The city’s mayor added that Houston’s climate action plan — a strategy to reduce greenhouse gas emissions, improve regional air quality and build climate resilience — is on the way. origin of the purchase of electric vehicles. By 2030, the Houston Climate Action Plan hopes that all non-emergency light-duty municipal vehicles will be converted to electric.

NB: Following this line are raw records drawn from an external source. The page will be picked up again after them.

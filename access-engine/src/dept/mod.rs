//! 部门层级 (Department hierarchy)
//!
//! Ancestor / descendant queries over one tenant's department tree.
//! Both directions are inclusive of the starting department.

use std::collections::BTreeSet;

use shared::models::Department;

use crate::core::Result;
use crate::tree::{TreeIndex, TreeKind, TreeLimits};

#[derive(Debug, Clone)]
pub struct DeptHierarchy {
    index: TreeIndex<Department>,
}

impl DeptHierarchy {
    pub fn build(depts: Vec<Department>, limits: TreeLimits) -> Result<Self> {
        let index = TreeIndex::build(TreeKind::Dept, depts, limits)?;
        Ok(Self { index })
    }

    pub fn index(&self) -> &TreeIndex<Department> {
        &self.index
    }

    pub fn get(&self, id: i64) -> Option<&Department> {
        self.index.get(id)
    }

    pub fn contains(&self, id: i64) -> bool {
        self.index.contains(id)
    }

    /// `id` and every department below it; empty when `id` is unknown
    pub fn descendants_of(&self, id: i64) -> BTreeSet<i64> {
        self.index.descendants_of(id).into_iter().collect()
    }

    /// `id` and every department above it, up to the root
    pub fn ancestors_of(&self, id: i64) -> BTreeSet<i64> {
        self.index.ancestors_of(id).into_iter().collect()
    }

    pub fn all_ids(&self) -> BTreeSet<i64> {
        self.index.records().iter().map(|d| d.id).collect()
    }

    /// Comma-separated ancestor chain from the root down to (excluding) `id`,
    /// prefixed with `0`, as stored in the `ancestors` column.
    ///
    /// Returns `None` for an unknown department.
    pub fn ancestry_path(&self, id: i64) -> Option<String> {
        self.index.position(id)?;
        let chain = self.index.ancestors_of(id);
        let path = std::iter::once("0".to_string())
            .chain(chain.iter().skip(1).rev().map(|a| a.to_string()))
            .collect::<Vec<_>>()
            .join(",");
        Some(path)
    }
}
//! Data models
//!
//! Flat rows handed over by the storage collaborator.
//! All IDs are `i64`; every entity row carries its `tenant_id`.

pub mod department;
pub mod menu;
pub mod role;
pub mod user;

// Re-exports
pub use department::*;
pub use menu::*;
pub use role::*;
pub use user::*;
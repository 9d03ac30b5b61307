//! Cascade deletion planning
//!
//! Deleting a menu or department removes its whole subtree. The plan lists
//! every id that would go and every row still pointing at one of them; a
//! plan with references is refused as a whole.

use std::collections::BTreeSet;

use serde::{Deserialize, Serialize};

use crate::auth::TenantModel;
use crate::core::{EngineError, EntityKind, Result};
use crate::tree::TreeKind;

/// A row that still references an id in the deletion set
#[derive(Debug, Clone, PartialEq, Eq, PartialOrd, Ord, Serialize, Deserialize)]
#[serde(tag = "kind", rename_all = "snake_case")]
pub enum BlockingReference {
    RoleMenu {
        role_id: i64,
        /// `None` when the link outlived its role
        role_key: Option<String>,
        menu_id: i64,
    },
    RoleDept {
        role_id: i64,
        role_key: Option<String>,
        dept_id: i64,
    },
    UserDept {
        user_id: i64,
        username: String,
        dept_id: i64,
    },
}

#[derive(Debug, Clone, PartialEq, Eq, Serialize, Deserialize)]
pub struct DeletionPlan {
    pub kind: TreeKind,
    pub target_id: i64,
    /// Target first, then its descendants in pre-order
    pub ids_to_delete: Vec<i64>,
    pub blocked_by: Vec<BlockingReference>,
}

impl DeletionPlan {
    pub fn is_blocked(&self) -> bool {
        !self.blocked_by.is_empty()
    }

    /// Turn a blocked plan into [`EngineError::ReferentialBlock`]
    pub fn ensure_unblocked(self) -> Result<Self> {
        if self.is_blocked() {
            return Err(EngineError::ReferentialBlock {
                kind: self.kind,
                target_id: self.target_id,
                blocked_by: self.blocked_by,
            });
        }
        Ok(self)
    }
}

pub struct CascadeDeletionPlanner<'a> {
    model: &'a TenantModel,
}

impl<'a> CascadeDeletionPlanner<'a> {
    pub fn new(model: &'a TenantModel) -> Self {
        Self { model }
    }

    pub fn menu_plan(&self, menu_id: i64) -> Result<DeletionPlan> {
        let ids = self.model.menus().descendants_of(menu_id);
        if ids.is_empty() {
            return Err(EngineError::NotFound {
                entity: EntityKind::Menu,
                id: menu_id,
            });
        }
        let doomed: BTreeSet<i64> = ids.iter().copied().collect();
        let snapshot = self.model.snapshot();

        let mut blocked_by: Vec<_> = snapshot
            .role_menus
            .iter()
            .filter(|rm| doomed.contains(&rm.menu_id))
            .map(|rm| BlockingReference::RoleMenu {
                role_id: rm.role_id,
                role_key: snapshot.role(rm.role_id).map(|r| r.key.clone()),
                menu_id: rm.menu_id,
            })
            .collect();
        blocked_by.sort();
        blocked_by.dedup();

        Ok(self.finish(TreeKind::Menu, menu_id, ids, blocked_by))
    }

    pub fn dept_plan(&self, dept_id: i64) -> Result<DeletionPlan> {
        let ids = self.model.depts().index().descendants_of(dept_id);
        if ids.is_empty() {
            return Err(EngineError::NotFound {
                entity: EntityKind::Dept,
                id: dept_id,
            });
        }
        let doomed: BTreeSet<i64> = ids.iter().copied().collect();
        let snapshot = self.model.snapshot();

        let roles = snapshot
            .role_depts
            .iter()
            .filter(|rd| doomed.contains(&rd.dept_id))
            .map(|rd| BlockingReference::RoleDept {
                role_id: rd.role_id,
                role_key: snapshot.role(rd.role_id).map(|r| r.key.clone()),
                dept_id: rd.dept_id,
            });
        let users = snapshot
            .users
            .iter()
            .filter_map(|u| u.dept_id.filter(|d| doomed.contains(d)).map(|d| (u, d)))
            .map(|(u, dept_id)| BlockingReference::UserDept {
                user_id: u.id,
                username: u.username.clone(),
                dept_id,
            });
        let mut blocked_by: Vec<_> = roles.chain(users).collect();
        blocked_by.sort();
        blocked_by.dedup();

        Ok(self.finish(TreeKind::Dept, dept_id, ids, blocked_by))
    }

    fn finish(
        &self,
        kind: TreeKind,
        target_id: i64,
        ids_to_delete: Vec<i64>,
        blocked_by: Vec<BlockingReference>,
    ) -> DeletionPlan {
        tracing::debug!(
            tenant_id = self.model.tenant_id(),
            %kind,
            target_id,
            ids = ids_to_delete.len(),
            blocked = blocked_by.len(),
            "Planned cascade deletion"
        );
        DeletionPlan {
            kind,
            target_id,
            ids_to_delete,
            blocked_by,
        }
    }
}

#[cfg(test)]
mod tests {
    use super::*;
    use crate::store::TenantSnapshot;
    use crate::tree::TreeLimits;
    use shared::models::{Department, Menu, MenuType, Role, RoleDept, RoleMenu, User};

    fn snapshot() -> TenantSnapshot {
        let mut s = TenantSnapshot::new("t1");
        s.depts = [(1, None), (2, Some(1)), (3, Some(2)), (4, Some(1))]
            .into_iter()
            .map(|(id, parent_id)| Department {
                id,
                tenant_id: "t1".into(),
                parent_id,
                name: format!("dept-{id}"),
                order_num: 0,
                enabled: true,
            })
            .collect();
        s.menus = vec![
            Menu {
                id: 10,
                tenant_id: "t1".into(),
                parent_id: None,
                name: "System".into(),
                path: "/system".into(),
                menu_type: MenuType::Directory,
                permission_code: None,
                order_num: 0,
                visible: true,
                is_frame: false,
                enabled: true,
            },
            Menu {
                id: 11,
                tenant_id: "t1".into(),
                parent_id: Some(10),
                name: "Users".into(),
                path: "user".into(),
                menu_type: MenuType::Page,
                permission_code: Some("system:user:list".into()),
                order_num: 0,
                visible: true,
                is_frame: false,
                enabled: true,
            },
        ];
        s.roles = vec![Role {
            id: 5,
            tenant_id: "t1".into(),
            key: "auditor".into(),
            name: "Auditor".into(),
            data_scope: "2".into(),
            enabled: true,
        }];
        s.users = vec![User {
            id: 9,
            tenant_id: "t1".into(),
            username: "alice".into(),
            dept_id: Some(3),
            enabled: true,
        }];
        s
    }

    fn model(s: TenantSnapshot) -> TenantModel {
        TenantModel::build(s, TreeLimits::default()).unwrap()
    }

    #[test]
    fn test_dept_blocked_by_user_in_descendant() {
        let m = model(snapshot());
        let plan = CascadeDeletionPlanner::new(&m).dept_plan(2).unwrap();
        assert_eq!(plan.ids_to_delete, vec![2, 3]);
        assert_eq!(
            plan.blocked_by,
            vec![BlockingReference::UserDept {
                user_id: 9,
                username: "alice".into(),
                dept_id: 3,
            }]
        );
        let err = plan.ensure_unblocked().unwrap_err();
        assert!(matches!(
            err,
            EngineError::ReferentialBlock { target_id: 2, ref blocked_by, .. } if blocked_by.len() == 1
        ));
    }

    #[test]
    fn test_dept_blocked_by_custom_role_link() {
        let mut s = snapshot();
        s.role_depts.push(RoleDept {
            role_id: 5,
            dept_id: 4,
        });
        s.role_depts.push(RoleDept {
            role_id: 77,
            dept_id: 4,
        });
        let m = model(s);
        let plan = CascadeDeletionPlanner::new(&m).dept_plan(4).unwrap();
        assert_eq!(
            plan.blocked_by,
            vec![
                BlockingReference::RoleDept {
                    role_id: 5,
                    role_key: Some("auditor".into()),
                    dept_id: 4,
                },
                BlockingReference::RoleDept {
                    role_id: 77,
                    role_key: None,
                    dept_id: 4,
                },
            ]
        );
    }

    #[test]
    fn test_unreferenced_subtree_is_clear() {
        let m = model(snapshot());
        let plan = CascadeDeletionPlanner::new(&m).dept_plan(4).unwrap();
        assert!(!plan.is_blocked());
        assert_eq!(plan.ensure_unblocked().unwrap().ids_to_delete, vec![4]);
    }

    #[test]
    fn test_menu_plan() {
        let mut s = snapshot();
        let m = model(s.clone());
        let plan = CascadeDeletionPlanner::new(&m).menu_plan(10).unwrap();
        assert_eq!(plan.ids_to_delete, vec![10, 11]);
        assert!(!plan.is_blocked());

        s.role_menus.push(RoleMenu {
            role_id: 5,
            menu_id: 11,
        });
        let m = model(s);
        let plan = CascadeDeletionPlanner::new(&m).menu_plan(10).unwrap();
        assert!(plan.is_blocked());
        assert_eq!(plan.kind, TreeKind::Menu);
    }

    #[test]
    fn test_unknown_target() {
        let m = model(snapshot());
        let planner = CascadeDeletionPlanner::new(&m);
        assert!(matches!(
            planner.dept_plan(404),
            Err(EngineError::NotFound { entity: EntityKind::Dept, id: 404 })
        ));
        assert!(matches!(
            planner.menu_plan(404),
            Err(EngineError::NotFound { entity: EntityKind::Menu, .. })
        ));
    }

    #[test]
    fn test_blocking_reference_json() {
        let r = BlockingReference::RoleMenu {
            role_id: 1,
            role_key: None,
            menu_id: 2,
        };
        let v = serde_json::to_value(&r).unwrap();
        assert_eq!(v["kind"], "role_menu");
        assert_eq!(v["menu_id"], 2);
    }
}
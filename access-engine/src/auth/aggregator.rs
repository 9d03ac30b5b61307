//! Role aggregation
//!
//! Merges everything a user's roles grant. Always a union: holding one more
//! role can only add access, never remove it.

use std::collections::BTreeSet;

use shared::WILDCARD_PERMISSION;
use shared::models::{Role, User};

use crate::core::Result;
use crate::dept::DeptHierarchy;
use crate::menu::MenuTree;
use crate::scope::{DataScopeFilter, DataScopeResolver};

/// One role held by the user, with its links
#[derive(Debug, Clone)]
pub struct RoleGrant<'a> {
    pub role: &'a Role,
    /// RoleMenu ids
    pub menu_ids: BTreeSet<i64>,
    /// RoleDept ids (CUSTOM scope only)
    pub dept_ids: BTreeSet<i64>,
}

/// Union of all enabled roles' grants
#[derive(Debug, Clone, Default, PartialEq, Eq)]
pub struct AggregatedAccess {
    pub is_super_admin: bool,
    pub role_keys: BTreeSet<String>,
    pub menu_ids: BTreeSet<i64>,
    pub permission_codes: BTreeSet<String>,
    pub data_scope: DataScopeFilter,
}

impl AggregatedAccess {
    /// No enabled role contributed anything
    pub fn is_empty(&self) -> bool {
        !self.is_super_admin && self.role_keys.is_empty()
    }
}

pub struct RoleAggregator<'a> {
    menus: &'a MenuTree,
    depts: &'a DeptHierarchy,
}

impl<'a> RoleAggregator<'a> {
    pub fn new(menus: &'a MenuTree, depts: &'a DeptHierarchy) -> Self {
        Self { menus, depts }
    }

    /// Aggregate the enabled roles in `grants` for `user`.
    ///
    /// Every enabled role's scope is resolved, super admin included, so a
    /// malformed scope value fails the whole resolution.
    pub fn aggregate(&self, user: &User, grants: &[RoleGrant<'_>]) -> Result<AggregatedAccess> {
        let resolver = DataScopeResolver::new(self.depts);
        let mut access = AggregatedAccess::default();

        for grant in grants {
            if !grant.role.enabled {
                tracing::debug!(role_id = grant.role.id, "Skipping disabled role");
                continue;
            }
            access.role_keys.insert(grant.role.key.clone());
            access.is_super_admin |= grant.role.is_super_admin_key();
            access.menu_ids.extend(grant.menu_ids.iter().copied());

            let scope = resolver.resolve(grant.role, &grant.dept_ids, user.dept_id)?;
            access.data_scope.merge(scope);
        }

        access.permission_codes = self.menus.flatten_permission_codes(&access.menu_ids);
        if access.permission_codes.contains(WILDCARD_PERMISSION) {
            access.is_super_admin = true;
        }

        if access.is_super_admin {
            access.permission_codes.insert(WILDCARD_PERMISSION.to_string());
            access.data_scope = DataScopeFilter::unrestricted(self.depts);
        }

        tracing::debug!(
            user_id = user.id,
            roles = access.role_keys.len(),
            codes = access.permission_codes.len(),
            depts = access.data_scope.visible_dept_ids.len(),
            is_super_admin = access.is_super_admin,
            "Aggregated role grants"
        );
        Ok(access)
    }
}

Lower energy and maintenance costs will result in significant savings for the municipal fleet, and these reductions are expected to expand as the cost difference between internal combustion engine vehicles and battery electric vehicles continues to grow. to reduce one’s self. The cost of these battery-electric pickups, for example, is only 7% ($2,774) more than a comparably equipped gas-powered truck. With that, Mayor Turner plans to submit more electric and low-emission vehicle purchases to council soon, while the electric vehicles that have been acquired will be used across the city.

Houston Airport System, Department of Neighborhoods, Houston Health Department, Solid Waste Management Department, Houston Administration and Regulatory Affairs Department, Houston Police Department, Houston Fire Department, Houston Parks and Recreation Department, Fleet Management Department and the General Services Department have all purchased power. vehicles as a result of this achievement.

The transition to electric and low-emission vehicles will bring both environmental and financial benefits to the community; the information collected on the functioning of EVs in the various applications of the City will be used to optimize future deployments of EVs.

Compared to a normal gasoline-powered car, each electric vehicle is estimated to save the city about $16,000 in total operating costs and reduce greenhouse gas emissions and greenhouse gas emissions. upstream greenhouse of 25 tons over a period of 8 years.

This purchase will complement the existing fleet of 40 battery electric vehicles. To support the delivery of more electric vehicles, the City of Houston is aggressively installing electric vehicle charging infrastructure at multiple sites across the city.

Mayor Turner unveiled Houston’s first 2020 climate action plan in honor of the 50th anniversary of Earth Day. It is a science-based, community-based strategy for the city to reduce greenhouse gas emissions; achieving the Paris Agreement’s carbon neutrality target by 2050 and leading a global energy transition.

Although these are tough and difficult times, the City of Houston is committed to investing more than ever to build a more sustainable and resilient city, so Houston’s Climate Action Plan is an important aspect of the efforts to restore the climate. Mayor Turner after Hurricane Harvey, and his builds on Resilient Houston, the city’s recently released resilience strategy that has been identified as a major threat to the city’s future.

In the energy capital of the world, Houston provided a powerful example of how to fight climate change and reduce emissions. Through building efficiency improvements, investments in renewable energy and conversion to hybrid, electric and alternative fuel cars, Houston has reduced municipal emissions by 37% since 2005.

Reducing emissions and leading the global energy transition is a community initiative that will compel citizens and businesses to act. For more than a year, the City of Houston Office of Sustainability consulted with community stakeholders, students, businesses, nonprofit organizations, Houston academic institutions, environmental experts and the energy sector to ensure that the plan had community buy-in and was seen to be both ambitious and achievable.